Freud foi ainda mais longe. Constatou: “Aonde quer que eu vá, eu descubro que um poeta esteve lá antes de mim”. Ou seja, confere a esses artistas caráter de pioneirismo no entendimento das emoções e, principalmente, do que as motiva. E pensar que há tanta gente que considera  poesia coisa inútil e sem valor prático e que, por isso, não cultiva o saudável (e delicioso) hábito de ler poemas! Não sabem o que estão perdendo.

Outra constatação que fez, ainda a propósito de escritores, com a qual concordo (e por experiência própria) foi sobre o que motiva as pessoas a escreverem. Afirmou: “Ninguém escreve para ganhar fama, que, de qualquer maneira, é coisa transitória, ou para atingir a imortalidade. Seguramente, escrevemos em primeiro lugar para satisfazer alguma coisa que se acha dentro de nós, não para as outras pessoas. É claro que, quando os outros reconhecem os nossos esforços, a satisfação interior aumenta, mas, mesmo assim, escrevemos primeiramente para nós mesmos, seguindo um impulso que vem de dentro”.

Não posso jurar, óbvio, que a motivação de “todos” os escritores seja esta, ou apenas esta. Posso assegurar, todavia, que a minha é. Escrevo, basicamente, para minha própria satisfação, para, como costumo classificar (até em tom de galhofa) “exorcizar meus demônios interiores”, meu instintivo ID. Procuro ser o mais meticuloso e detalhista possível, mas não por temor do ridículo ou esperando aplausos de uma platéia que sequer conheço e provavelmente jamais conhecerei.

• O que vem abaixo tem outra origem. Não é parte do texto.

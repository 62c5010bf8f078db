//! Intent Classifier
//!
//! Classifies the user's latest instruction as one of:
//! - Greeting: nothing to look up or execute ("hi", "谢谢")
//! - Lookup: information only ("what is the eth price", "aave 最新新闻")
//! - Action: on-chain work ("deposit 0.001 WETH into Aave", "查余额")
//! - LookupThenAct: an explicit "look up, then act" sequence
//!   ("check the eth price, then deposit 0.001 WETH")
//!
//! The hand-off from analyst to executor is only allowed for LookupThenAct,
//! and that needs a lookup keyword, a sequencing marker and an action keyword
//! in that order.

#[derive(Debug, Clone, Copy, PartialEq, Eq)]
pub enum Intent {
    Greeting,
    Lookup,
    Action,
    LookupThenAct,
}

/// Static keyword lists, matched on the lowercased text
const LOOKUP_KEYWORDS: &[&str] = &[
    // Prices
    "price", "prices", "worth", "价格", "多少钱", "币价",
    // News & sentiment
    "news", "sentiment", "trend", "新闻", "行情", "情绪", "趋势", "消息",
    // Analysis & research
    "analysis", "analyze", "analyse", "research", "report", "market",
    "分析", "研报", "市场", "白皮书", "whitepaper",
    // Concepts
    "explain", "what is", "what are", "tell me", "how does", "why",
    "什么是", "解释", "介绍", "为什么", "怎么", "如何",
    "impermanent", "liquidity", "无常损失", "流动性",
];

const ACTION_KEYWORDS: &[&str] = &[
    // Aave
    "deposit", "supply", "存入", "存款", "存钱", "存到",
    // Allowance
    "approve", "approval", "allowance", "授权",
    // Wrapping
    "swap", "wrap", "兑换", "换成", "换为",
    // Wallet
    "balance", "余额",
];

const SEQUENCE_MARKERS: &[&str] = &[
    "then", "after that", "afterwards", "and if", "based on",
    "然后", "之后", "接着", "再把", "再存", "如果", "根据",
];

/// Openers of a concept question ("how does approve work?")
const QUESTION_PREFIXES: &[&str] = &[
    "what is", "what are", "what's", "how does", "how do", "why", "explain",
    "tell me about", "什么是", "解释", "介绍", "为什么", "如何理解", "怎么理解",
];

/// Phrases that point at the user's own wallet
const WALLET_MARKERS: &[&str] = &[
    "my ", "balance", "帮我", "给我", "我的", "余额",
];

const POLITE_PREFIXES: &[&str] = &[
    "please ", "pls ", "can you ", "could you ", "请", "麻烦", "把",
];

const GREETINGS: &[&str] = &[
    "hi", "hello", "hey", "thanks", "thank you", "bye", "gm",
    "你好", "您好", "嗨", "谢谢", "再见", "早上好", "晚上好",
];

/// Intent classifier
pub struct IntentClassifier;

impl IntentClassifier {
    /// Classify one user instruction
    pub fn classify(text: &str) -> Intent {
        let lowered = text.trim().to_lowercase();
        if lowered.is_empty() {
            return Intent::Greeting;
        }

        let lookup_at = first_match(&lowered, LOOKUP_KEYWORDS);
        let action_at = first_match(&lowered, ACTION_KEYWORDS);

        match (lookup_at, action_at) {
            (Some(lookup), Some(action)) => {
                let sequenced = first_match(&lowered, SEQUENCE_MARKERS)
                    .map(|marker| lookup < marker && marker < action)
                    .unwrap_or(false);
                if sequenced {
                    Intent::LookupThenAct
                } else if is_question(&lowered) && !is_imperative(&lowered) {
                    Intent::Lookup
                } else {
                    Intent::Action
                }
            }
            (None, Some(_)) => Intent::Action,
            (Some(_), None) => Intent::Lookup,
            (None, None) => {
                if is_greeting(&lowered) {
                    Intent::Greeting
                } else if lowered.ends_with('?') || lowered.ends_with('？') {
                    Intent::Lookup
                } else {
                    Intent::Greeting
                }
            }
        }
    }
}

fn is_question(text: &str) -> bool {
    text.ends_with('?')
        || text.ends_with('？')
        || QUESTION_PREFIXES.iter().any(|p| find_keyword(text, p) == Some(0))
}

/// An instruction to act: leads with an action verb, names an amount, or
/// refers to the user's own wallet.
fn is_imperative(text: &str) -> bool {
    let mut body = text;
    while let Some(rest) = POLITE_PREFIXES.iter().find_map(|p| body.strip_prefix(p)) {
        body = rest.trim_start();
    }

    first_match(body, ACTION_KEYWORDS) == Some(0)
        || has_eth_amount(text)
        || WALLET_MARKERS.iter().any(|m| text.contains(m))
}

/// A number followed by an ETH or WETH unit ("0.001 weth", "1eth").
fn has_eth_amount(text: &str) -> bool {
    text.char_indices()
        .filter(|(_, c)| c.is_ascii_digit())
        .any(|(idx, _)| {
            let rest = text[idx..].trim_start_matches(|c: char| c.is_ascii_digit() || c == '.');
            let rest = rest.trim_start();
            rest.starts_with("eth") || rest.starts_with("weth")
        })
}

fn is_greeting(text: &str) -> bool {
    let stripped = text.trim_matches(|c: char| !c.is_alphanumeric() && !is_cjk(c));
    GREETINGS.iter().any(|g| stripped == *g || stripped.starts_with(&format!("{} ", g)))
        || (stripped.chars().count() <= 6 && GREETINGS.iter().any(|g| !g.is_ascii() && stripped.contains(g)))
}

/// Byte offset of the earliest keyword hit. ASCII keywords must sit on word
/// boundaries so "then" does not match "authentic".
fn first_match(text: &str, keywords: &[&str]) -> Option<usize> {
    keywords
        .iter()
        .filter_map(|kw| find_keyword(text, kw))
        .min()
}

fn find_keyword(text: &str, keyword: &str) -> Option<usize> {
    if !keyword.is_ascii() {
        return text.find(keyword);
    }

    text.match_indices(keyword).map(|(idx, _)| idx).find(|&idx| {
        let before = text[..idx].chars().next_back();
        let after = text[idx + keyword.len()..].chars().next();
        !before.map(|c| c.is_ascii_alphanumeric()).unwrap_or(false)
            && !after.map(|c| c.is_ascii_alphanumeric()).unwrap_or(false)
    })
}

fn is_cjk(ch: char) -> bool {
    matches!(ch as u32, 0x4E00..=0x9FFF | 0x3400..=0x4DBF)
}

#[cfg(test)]
mod tests {
    use super::*;

    #[test]
    fn test_lookup_requests() {
        let cases = vec![
            "what is the eth price",
            "aave 最新新闻",
            "explain impermanent loss",
            "现在 ETH 多少钱",
            "is staking safe?",
            "how does approve work?",
            "what is an approval?",
            "什么是授权？",
            "explain aave deposit",
            "why do i need to wrap eth before depositing?",
        ];

        for c in cases {
            assert_eq!(IntentClassifier::classify(c), Intent::Lookup, "{}", c);
        }
    }

    #[test]
    fn test_action_requests() {
        let cases = vec![
            "deposit 0.001 WETH into Aave",
            "把 0.0001 WETH 存入 Aave",
            "approve weth",
            "what is my balance",
            "swap 0.01 eth to weth",
            // execution first, lookup after: no reverse hand-off
            "deposit 0.001 weth then check the price",
            // questions that still ask for execution
            "can you deposit 0.01 weth into aave?",
            "please approve weth for aave?",
            "how do i deposit 0.001 weth?",
            "帮我授权 WETH 好吗？",
        ];

        for c in cases {
            assert_eq!(IntentClassifier::classify(c), Intent::Action, "{}", c);
        }
    }

    #[test]
    fn test_lookup_then_act() {
        let cases = vec![
            "check the eth price, then deposit 0.001 WETH into Aave",
            "先看看 ETH 行情，然后把 0.001 WETH 存入 Aave",
            "analyze the market and if it looks good, deposit 0.01 weth",
        ];

        for c in cases {
            assert_eq!(IntentClassifier::classify(c), Intent::LookupThenAct, "{}", c);
        }
    }

    #[test]
    fn test_greetings_and_noise() {
        for c in ["hi", "Hello!", "你好", "谢谢！", "", "ok", "帮我理财"] {
            assert_eq!(IntentClassifier::classify(c), Intent::Greeting, "{}", c);
        }
    }

    #[test]
    fn test_imperative_forms() {
        assert!(has_eth_amount("swap 0.5 eth"));
        assert!(has_eth_amount("存入 1weth"));
        assert!(!has_eth_amount("what is aave v3?"));
        assert!(is_imperative("please deposit into aave"));
        assert!(!is_imperative("how does approve work?"));
    }

    #[test]
    fn test_word_boundaries() {
        assert_eq!(find_keyword("authentic", "then"), None);
        assert_eq!(find_keyword("and then go", "then"), Some(4));
        assert_eq!(find_keyword("prices today", "price"), None);
        assert_eq!(find_keyword("prices today", "prices"), Some(0));
    }
}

É lógico que, se eventualmente eu conseguir fama (a positiva, sem dúvida) com meus escritos e se eles, de quebra, engordarem minha conta bancária, não serei refratário e nem ficarei indiferente a tais vantagens. Mas nenhuma delas se iguala e nem é mais atrativa do que a intraduzível satisfação íntima de haver produzido textos de primeiríssima qualidade, que passem incólumes pelo meu implacável e severíssimo crivo e dos quais eu venha a me orgulhar.